** Provided material follows **
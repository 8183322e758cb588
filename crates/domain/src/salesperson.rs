//! Salespeople (`vendedores`).

use chrono::NaiveDate;
use serde::{Deserialize, Serialize};
use utoipa::ToSchema;

use crate::{identifiers::SalespersonId, resource::Resource};

/// A stored salesperson row
#[derive(Debug, Clone, PartialEq, Serialize, Deserialize, ToSchema)]
pub struct Salesperson {
    pub vendedor_id: SalespersonId,
    pub nome: Option<String>,
    pub email: Option<String>,
    pub data_contratacao: Option<NaiveDate>,
    pub comissao_percentual: Option<f64>,
    pub regiao_atuacao: Option<String>,
    pub ativo: Option<bool>,
}

/// Create payload for `POST /vendedores`
#[derive(Debug, Clone, Default, PartialEq, Serialize, Deserialize, ToSchema)]
pub struct NewSalesperson {
    pub nome: Option<String>,
    pub email: Option<String>,
    pub data_contratacao: Option<NaiveDate>,
    pub comissao_percentual: Option<f64>,
    pub regiao_atuacao: Option<String>,
    pub ativo: Option<bool>,
}

impl Resource for Salesperson {
    type New = NewSalesperson;

    const TABLE: &'static str = "vendedores";
    const ID_FIELD: &'static str = "vendedor_id";
    const COLUMNS: &'static [&'static str] = &[
        "nome",
        "email",
        "data_contratacao",
        "comissao_percentual",
        "regiao_atuacao",
        "ativo",
    ];
    const LABEL: &'static str = "salesperson";
}
//! Custom Axum extractors.
//!
//! This module provides reusable extractors for typed JSON payloads.

pub mod typed_json;

pub use typed_json::TypedJson;
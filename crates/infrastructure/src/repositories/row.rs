//! Storage-class driven conversion of SQLite rows to JSON objects.
//!
//! SQLite does not enforce declared column types, so a row is read by the
//! type each value is actually stored with. Nothing a table can hold makes
//! the conversion fail.

use serde_json::{Map, Number, Value};
use sqlx::sqlite::SqliteRow;
use sqlx::{Column, Row, TypeInfo, ValueRef};

use crate::Result;

/// One row: column name to JSON value, in column order.
pub type JsonRow = Map<String, Value>;

/// Convert a row, reading stored `0`/`1` in `flag_columns` as booleans.
pub(crate) fn row_to_json(row: &SqliteRow, flag_columns: &[&str]) -> Result<JsonRow> {
    let mut object = Map::with_capacity(row.columns().len());

    for column in row.columns() {
        let mut value = column_value(row, column.ordinal())?;
        if flag_columns.contains(&column.name()) {
            value = as_flag(value);
        }
        object.insert(column.name().to_string(), value);
    }

    Ok(object)
}

fn as_flag(value: Value) -> Value {
    match value.as_i64() {
        Some(0) => Value::Bool(false),
        Some(1) => Value::Bool(true),
        _ => value,
    }
}

fn column_value(row: &SqliteRow, index: usize) -> Result<Value> {
    let raw = row.try_get_raw(index)?;
    if raw.is_null() {
        return Ok(Value::Null);
    }

    let storage_class = raw.type_info().name().to_string();
    let value = match storage_class.as_str() {
        "INTEGER" | "BOOLEAN" => Value::from(row.try_get_unchecked::<i64, _>(index)?),
        "REAL" | "NUMERIC" => Number::from_f64(row.try_get_unchecked::<f64, _>(index)?)
            .map(Value::Number)
            .unwrap_or(Value::Null),
        "BLOB" => Value::from(row.try_get_unchecked::<Vec<u8>, _>(index)?),
        _ => {
            let bytes = row.try_get_unchecked::<Vec<u8>, _>(index)?;
            Value::from(String::from_utf8_lossy(&bytes).into_owned())
        }
    };

    Ok(value)
}

#[cfg(test)]
mod tests {
    use super::*;
    use serde_json::json;

    #[test]
    fn test_flag_conversion_only_touches_zero_and_one() {
        assert_eq!(as_flag(json!(0)), json!(false));
        assert_eq!(as_flag(json!(1)), json!(true));
        assert_eq!(as_flag(json!(2)), json!(2));
        assert_eq!(as_flag(json!("True")), json!("True"));
        assert_eq!(as_flag(Value::Null), Value::Null);
    }
}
** End of Provided material **
◆ **Work task**: The full set of records is to be written out once more, word for word.

◆ **Task response**:
repository 8183322e758cb588
filename crates/domain/src/salesperson.rs
//! Salespeople (`vendedores`).

use chrono::NaiveDate;
use serde::{Deserialize, Serialize};
use utoipa::ToSchema;

use crate::{identifiers::SalespersonId, resource::Resource};

/// A stored salesperson row
#[derive(Debug, Clone, PartialEq, Serialize, Deserialize, ToSchema)]
pub struct Salesperson {
    pub vendedor_id: SalespersonId,
    pub nome: Option<String>,
    pub email: Option<String>,
    pub data_contratacao: Option<NaiveDate>,
    pub comissao_percentual: Option<f64>,
    pub regiao_atuacao: Option<String>,
    pub ativo: Option<bool>,
}

/// Create payload for `POST /vendedores`
#[derive(Debug, Clone, Default, PartialEq, Serialize, Deserialize, ToSchema)]
pub struct NewSalesperson {
    pub nome: Option<String>,
    pub email: Option<String>,
    pub data_contratacao: Option<NaiveDate>,
    pub comissao_percentual: Option<f64>,
    pub regiao_atuacao: Option<String>,
    pub ativo: Option<bool>,
}

impl Resource for Salesperson {
    type New = NewSalesperson;

    const TABLE: &'static str = "vendedores";
    const ID_FIELD: &'static str = "vendedor_id";
    const COLUMNS: &'static [&'static str] = &[
        "nome",
        "email",
        "data_contratacao",
        "comissao_percentual",
        "regiao_atuacao",
        "ativo",
    ];
    const LABEL: &'static str = "salesperson";
}
//! Custom Axum extractors.
//!
//! This module provides reusable extractors for typed JSON payloads.

pub mod typed_json;

pub use typed_json::TypedJson;
filename crates/infrastructure/src/repositories/row.rs
//! Storage-class driven conversion of SQLite rows to JSON objects.
//!
//! SQLite does not enforce declared column types, so a row is read by the
//! type each value is actually stored with. Nothing a table can hold makes
//! the conversion fail.

use serde_json::{Map, Number, Value};
use sqlx::sqlite::SqliteRow;
use sqlx::{Column, Row, TypeInfo, ValueRef};

use crate::Result;

/// One row: column name to JSON value, in column order.
pub type JsonRow = Map<String, Value>;

/// Convert a row, reading stored `0`/`1` in `flag_columns` as booleans.
pub(crate) fn row_to_json(row: &SqliteRow, flag_columns: &[&str]) -> Result<JsonRow> {
    let mut object = Map::with_capacity(row.columns().len());

    for column in row.columns() {
        let mut value = column_value(row, column.ordinal())?;
        if flag_columns.contains(&column.name()) {
            value = as_flag(value);
        }
        object.insert(column.name().to_string(), value);
    }

    Ok(object)
}

fn as_flag(value: Value) -> Value {
    match value.as_i64() {
        Some(0) => Value::Bool(false),
        Some(1) => Value::Bool(true),
        _ => value,
    }
}

fn column_value(row: &SqliteRow, index: usize) -> Result<Value> {
    let raw = row.try_get_raw(index)?;
    if raw.is_null() {
        return Ok(Value::Null);
    }

    let storage_class = raw.type_info().name().to_string();
    let value = match storage_class.as_str() {
        "INTEGER" | "BOOLEAN" => Value::from(row.try_get_unchecked::<i64, _>(index)?),
        "REAL" | "NUMERIC" => Number::from_f64(row.try_get_unchecked::<f64, _>(index)?)
            .map(Value::Number)
            .unwrap_or(Value::Null),
        "BLOB" => Value::from(row.try_get_unchecked::<Vec<u8>, _>(index)?),
        _ => {
            let bytes = row.try_get_unchecked::<Vec<u8>, _>(index)?;
            Value::from(String::from_utf8_lossy(&bytes).into_owned())
        }
    };

    Ok(value)
}

#[cfg(test)]
mod tests {
    use super::*;
    use serde_json::json;

    #[test]
    fn test_flag_conversion_only_touches_zero_and_one() {
        assert_eq!(as_flag(json!(0)), json!(false));
        assert_eq!(as_flag(json!(1)), json!(true));
        assert_eq!(as_flag(json!(2)), json!(2));
        assert_eq!(as_flag(json!("True")), json!("True"));
        assert_eq!(as_flag(Value::Null), Value::Null);
    }
}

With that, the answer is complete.